Since the databases are kinda huge the hash function that we use takes a valuable amount of time to compute. So I was wondering: if i already have the hash of a given data X, and the new data Y, if i could hash only Y and "merge" the hashes I could save alot of time...

Answer 1

http://en.wikipedia.org/wiki/Merkle_tree have been used for this sort of problem (see the lower sections of that URL). Treat your data as the leaves of a tree, and then compute a hash function at the top of the tree from the bottom up, where the hash function computed at a node is hash(A || B), where A and B are the hash functions computed at its children.

Another option would be to produce hashes of the entire database only at intervals, and to distribute hashes of the concatenated data added to it since the last full hash. This is pretty much just a degenerate version of computing and distributing the merkle tree hash and some of the newer values at the right border of the tree as it grows.

Answer 2

One way to solve the actual problem in the (edited) post, as well as something similar to the literal question, is to hash the data in chunks of some convenient size, where convenience is based both on the size of the database and the expected size of an update. In effect, the hash of the data is the concatenation of the hashes of the chunks, and that obeys the equality:

 HASH(x:Y) = HASH(X):HASH(Y)

where : is the concatenation operator.

It's not necessary for the chunks to be of equal sizes if you store the chunk size with the chunk hash. Of course, in that case the hash function is no longer deterministic, and for comparison purposes you need the sequence of chunk sizes in order to compute the updated hash.

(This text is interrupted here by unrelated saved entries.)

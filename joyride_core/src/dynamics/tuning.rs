// joyride_core/src/dynamics/tuning.rs

use serde::{Deserialize, Serialize};

/// The full set of drive-feel tunables consumed by [`super::step`].
///
/// Values arrive from external settings storage once per tick and may
/// change live between ticks; the dynamics reads them fresh every step
/// and keeps no copy. Every field has a default so a partial settings
/// file still resolves.
#[derive(Debug, Clone, PartialEq, Serialize, Deserialize)]
#[serde(default)]
pub struct DriveTuning {
    /// Forward acceleration at full throttle, m/s^2.
    pub acceleration: f64,
    /// Forward speed ceiling, m/s. Forward speed never exceeds this.
    pub top_speed: f64,
    /// Braking deceleration, m/s^2. Also the handbrake's direct bleed rate.
    pub braking: f64,
    /// Scales how strongly the ramped throttle translates into acceleration.
    pub gas_sensitivity: f64,
    /// Maximum effective steering angle at zero speed, radians.
    pub steering_sensitivity: f64,
    /// Distance between axles, m. At or near zero the bicycle-model yaw
    /// term is treated as an infinite turning radius and contributes nothing.
    pub wheelbase: f64,
    /// Overall grip; seeds both the longitudinal and lateral grip rates.
    pub grip: f64,
    /// Multiplier on longitudinal grip while the handbrake is held.
    pub handbrake_braking: f64,
    /// Multiplier on lateral grip while the handbrake is held; below 1.0
    /// the rear steps out.
    pub handbrake_slide: f64,
    /// How much lateral grip a sharp turn at speed sheds, 0..1.
    pub drift: f64,
    /// Analog ramp rate while the throttle is being pressed, 1/s.
    pub gas_ramp_up: f64,
    /// Analog ramp rate while the throttle is being released, 1/s.
    pub gas_ramp_down: f64,
    /// Analog ramp rate while steering deflection grows, 1/s.
    pub steer_ramp_up: f64,
    /// Analog ramp rate while steering returns toward center, 1/s.
    pub steer_ramp_down: f64,
    /// Yaw-rate multiplier at standstill, blended out by `pivot_blend_speed`.
    pub low_speed_steer_boost: f64,
    /// Fraction of steering sensitivity remaining at top speed.
    pub high_speed_steer_damping: f64,
    /// Speed at which the low-speed boost has fully blended away, m/s.
    pub pivot_blend_speed: f64,
    /// Forward speed lost per unit of |yaw rate| * |speed|, hard cornering tax.
    pub turning_speed_loss: f64,
    /// Exponential decay rate of forward speed while coasting, 1/s.
    pub coast_deceleration: f64,
    /// Multiplier on acceleration while reversing.
    pub reverse_power: f64,
    /// Absolute cap on sideways speed, m/s.
    pub max_lateral_speed: f64,
}

impl Default for DriveTuning {
    fn default() -> Self {
        Self {
            acceleration: 18.0,
            top_speed: 45.0,
            braking: 30.0,
            gas_sensitivity: 1.0,
            steering_sensitivity: 0.55,
            wheelbase: 2.8,
            grip: 4.0,
            handbrake_braking: 0.6,
            handbrake_slide: 0.25,
            drift: 0.55,
            gas_ramp_up: 6.0,
            gas_ramp_down: 9.0,
            steer_ramp_up: 5.0,
            steer_ramp_down: 7.0,
            low_speed_steer_boost: 2.5,
            high_speed_steer_damping: 0.35,
            pivot_blend_speed: 8.0,
            turning_speed_loss: 0.12,
            coast_deceleration: 0.8,
            reverse_power: 0.5,
            max_lateral_speed: 12.0,
        }
    }
}
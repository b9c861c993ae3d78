// joyride_sim/src/simulation/core/events.rs

use bevy::prelude::Event;

/// The external toggle signal: take over the currently selected entity,
/// or release the one being driven.
#[derive(Event, Debug, Clone, Copy, Default)]
pub struct ToggleManualControl;

/// Straighten the controlled vehicle out: pitch and roll reset, yaw kept,
/// all motion zeroed. Only honored while driving.
#[derive(Event, Debug, Clone, Copy, Default)]
pub struct RespawnControlled;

For a deterministic hash, you can use a fixed chunk size with a single (shorter) chunk at the end; the complete hash is assembled by prepending the size of the last chunk to the sequence of hashes. In order to compute the updated hash, it is necessary to start hashing at the beginning of the truncated block, which involves a little duplication of effort, but relatively speaking it won't be much.

For a database measured in terabytes, a reasonable chunk size might be 1GB; if the hash is 128 bits, the total size of the hash will be 16kb per terabyte of database, which is relatively trivial. If terabytes exceed your expectation for "kinda huge", adjust the chunk size appropriately :)

Another advantage of this technique is that the chunk hashes can be computed in parallel. If database updates are cached in RAM, parallel hashing can be a big win.

Answer 3

If "+" is concatenation then MD5, SHA1, SHA256 (and more) will almost meet this equation. Output of those hash functions is their internal state so you can calculate Hash(X + Y) knowing only Hash(X) and Y. This property of this hash functions are used in Length Extension Attack (in bad designed crypto). Please note that crypto hash functions where designed without taking this vulnerability in mind (except SHA3).

Answer 4

Given a modulus M, we could take Hash(X) = X mod M. Then

Hash(Hash(X) + Y) = ((X mod M) + Y) mod M = (X + Y) mod M = Hash(X + Y).

This isn't a great hash function, but, unlike the other proposals so far for Hash, it's not completely useless.

It's also essentially the only proposal, since by substituting Y = Z - Hash(X), we get

Hash(Z) = Hash(Z + (X - Hash(X))),

so Hash is invariant under adding integer multiples of X - Hash(X) to its argument and hence under adding multiples of the greatest common divisor of G of X - Hash(X) for all X. Moreover, since G divides X - Hash(X), it follows that Hash is one-to-one on the domain 0..G-1.